Whenever the string "usize" appears in a line of the listing below, that line counts. Say how many lines count, and give nothing else.

---- Supplied information

// vim: tw=80
//! Experiment orchestration
//!
//! Each experiment walks some of the device's zones through the same
//! lifecycle: select, fill, optionally reset or finish, and record.

use std::fmt;
use tracing::{debug, error, info, warn};
use crate::{
    fill::FillFraction,
    lifecycle,
    recorder::{ExperimentResult, ResultRecorder},
    store::ZoneStore,
    types::*,
    writer,
    zone::*,
};

/// Which experiment to run
#[derive(Clone, Debug, PartialEq)]
pub enum Mode {
    /// Write one chunk to each of the first `percent` of the zones, then reset
    /// them all.
    Allocation { percent: FillFraction },
    /// Fill a single zone to `percent` of its capacity.
    Interference { zone: ZoneT, percent: FillFraction },
    /// Fill zone `i` to `percents[i]` of its capacity, then time how long it
    /// takes to finish it.
    Occupancy { percents: Vec<FillFraction> },
}

/// Counts of what happened during one run
#[derive(Clone, Copy, Debug, Default, Eq, PartialEq)]
pub struct RunSummary {
    /// Zones chosen by the experiment, including skipped ones
    pub selected: ZoneT,
    /// Zones passed over because they aren't sequential-write-required
    pub skipped: ZoneT,
    pub written: ZoneT,
    pub reset: ZoneT,
    pub finished: ZoneT,
    /// Zones that hit a per-zone error
    pub failed: ZoneT,
    pub recorded: ZoneT,
}

impl fmt::Display for RunSummary {
    fn fmt(&self, f: &mut fmt::Formatter<'_>) -> fmt::Result {
        write!(f, "{} zones selected, {} skipped, {} written, {} reset, \
               {} finished, {} failed, {} recorded",
               self.selected, self.skipped, self.written, self.reset,
               self.finished, self.failed, self.recorded)
    }
}

/// Runs experiments against one device, recording one result per zone.
#[derive(Debug)]
pub struct ExperimentDriver<S, R> {
    store: S,
    recorder: R,
    chunk_size: usize,
}

impl<S: ZoneStore, R: ResultRecorder> ExperimentDriver<S, R> {
    /// Create a driver that writes in `chunk_size` byte requests.
    ///
    /// `chunk_size` must be a positive multiple of the device's logical block
    /// size.
    pub fn new(store: S, recorder: R, chunk_size: usize) -> Result<Self> {
        let align = u64::from(store.info().logical_block_size);
        let size = chunk_size as u64;
        if size == 0 || size % align != 0 {
            return Err(Error::InvalidChunkSize{size, align});
        }
        Ok(ExperimentDriver{store, recorder, chunk_size})
    }

    pub fn into_inner(self) -> (S, R) {
        (self.store, self.recorder)
    }

    pub fn recorder(&self) -> &R {
        &self.recorder
    }

    pub fn store(&self) -> &S {
        &self.store
    }

    /// Run one experiment.
    ///
    /// Per-zone failures are logged and counted in the summary.  Any other
    /// error aborts the run.
    pub fn run(&mut self, mode: &Mode) -> Result<RunSummary> {
        let zones = self.store.list_zones(ReportFilter::All)
            .map_err(Error::ZoneQueryFailed)?;
        info!(?mode, nr_zones = zones.len(), "Starting experiment");
        let mut summary = RunSummary::default();
        match mode {
            Mode::Allocation{percent} =>
                self.allocation(&zones, *percent, &mut summary)?,
            Mode::Interference{zone, percent} =>
                self.interference(&zones, *zone, *percent, &mut summary)?,
            Mode::Occupancy{percents} =>
                self.occupancy(&zones, percents, &mut summary)?,
        }
        info!(?summary, "Experiment complete");
        Ok(summary)
    }

    fn allocation(&mut self, zones: &[Zone], percent: FillFraction,
                  summary: &mut RunSummary) -> Result<()>
    {
        let n = percent.zones_of(zones.len() as ZoneT);
        debug!("Allocating {n} of {} zones", zones.len());

        // Issue every write before the first reset, so the two phases can be
        // timed separately.
        let mut written = Vec::new();
        for (i, zone) in zones.iter().enumerate().take(n as usize) {
            let idx = i as ZoneT;
            summary.selected += 1;
            if !eligible(idx, zone, summary) {
                continue;
            }
            match writer::write_one_page(&mut self.store, zone, self.chunk_size)
            {
                Ok(bytes) => {
                    summary.written += 1;
                    written.push((idx, zone, bytes));
                }
                Err(e) => zone_failed(idx, e, summary)?
            }
        }

        for (idx, zone, bytes) in written {
            match lifecycle::reset(&mut self.store, zone) {
                Ok(()) => {
                    summary.reset += 1;
                    self.record(ExperimentResult {
                        zone: idx,
                        percent,
                        bytes_written: bytes,
                        capacity: zone.capacity,
                        finish_latency: None,
                        reset: true
                    }, summary)?;
                }
                Err(e) => zone_failed(idx, e, summary)?
            }
        }
        Ok(())
    }

    fn interference(&mut self, zones: &[Zone], idx: ZoneT,
                    percent: FillFraction, summary: &mut RunSummary)
        -> Result<()>
    {
        let zone = zones.get(idx as usize)
            .ok_or(Error::InvalidZoneIndex {
                index: idx,
                nr_zones: zones.len() as ZoneT
            })?;
        summary.selected += 1;
        if !eligible(idx, zone, summary) {
            return Ok(());
        }
        self.fill(idx, zone, percent, summary)?;
        Ok(())
    }

    fn occupancy(&mut self, zones: &[Zone], percents: &[FillFraction],
                 summary: &mut RunSummary) -> Result<()>
    {
        for (i, percent) in percents.iter().enumerate() {
            let idx = i as ZoneT;
            let Some(zone) = zones.get(i) else {
                warn!("No more zones; ignoring the remaining {} percentages",
                      percents.len() - i);
                break;
            };
            summary.selected += 1;
            if !eligible(idx, zone, summary) {
                continue;
            }
            let Some(bytes) = self.fill_unrecorded(idx, zone, *percent,
                                                   summary)?
            else {
                continue;
            };
            match lifecycle::finish(&mut self.store, zone, true) {
                Ok(latency) => {
                    summary.finished += 1;
                    self.record(ExperimentResult {
                        zone: idx,
                        percent: *percent,
                        bytes_written: bytes,
                        capacity: zone.capacity,
                        finish_latency: latency,
                        reset: false
                    }, summary)?;
                }
                Err(e) => zone_failed(idx, e, summary)?
            }
        }
        Ok(())
    }

    /// Fill `zone` to `percent` of its capacity and record the result.
    fn fill(&mut self, idx: ZoneT, zone: &Zone, percent: FillFraction,
            summary: &mut RunSummary) -> Result<()>
    {
        if let Some(bytes) = self.fill_unrecorded(idx, zone, percent, summary)?
        {
            self.record(ExperimentResult {
                zone: idx,
                percent,
                bytes_written: bytes,
                capacity: zone.capacity,
                finish_latency: None,
                reset: false
            }, summary)?;
        }
        Ok(())
    }

    /// Fill `zone` to `percent` of its capacity.
    ///
    /// Returns the number of bytes written, or `None` if the write failed.
    fn fill_unrecorded(&mut self, idx: ZoneT, zone: &Zone,
                       percent: FillFraction, summary: &mut RunSummary)
        -> Result<Option<u64>>
    {
        let target = percent.bytes_for(zone.capacity,
                                       self.chunk_size as u64)?;
        debug!("zone {idx}: writing {target} bytes for {percent}% of {}",
               zone.capacity);
        match writer::write_zone(&mut self.store, zone, self.chunk_size, target)
        {
            Ok(bytes) => {
                summary.written += 1;
                Ok(Some(bytes))
            }
            Err(e) => {
                zone_failed(idx, e, summary)?;
                Ok(None)
            }
        }
    }

    fn record(&mut self, result: ExperimentResult, summary: &mut RunSummary)
        -> Result<()>
    {
        self.recorder.record(&result)?;
        summary.recorded += 1;
        Ok(())
    }
}

/// Is `zone` a valid fill target?  Logs and counts it if not.
fn eligible(idx: ZoneT, zone: &Zone, summary: &mut RunSummary) -> bool {
    if zone.is_sequential() {
        true
    } else {
        warn!("Skipping zone {idx}: {} zones are not sequential-write-required",
              zone.zone_type);
        summary.skipped += 1;
        false
    }
}

/// Handle an error affecting a single zone.
///
/// Fatal errors are passed through.  Others are logged and counted.
fn zone_failed(idx: ZoneT, e: Error, summary: &mut RunSummary) -> Result<()> {
    if e.is_fatal() {
        return Err(e);
    }
    error!("zone {idx}: {e}");
    summary.failed += 1;
    Ok(())
}

// LCOV_EXCL_STOP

--------

● **Solution to the problem**: 4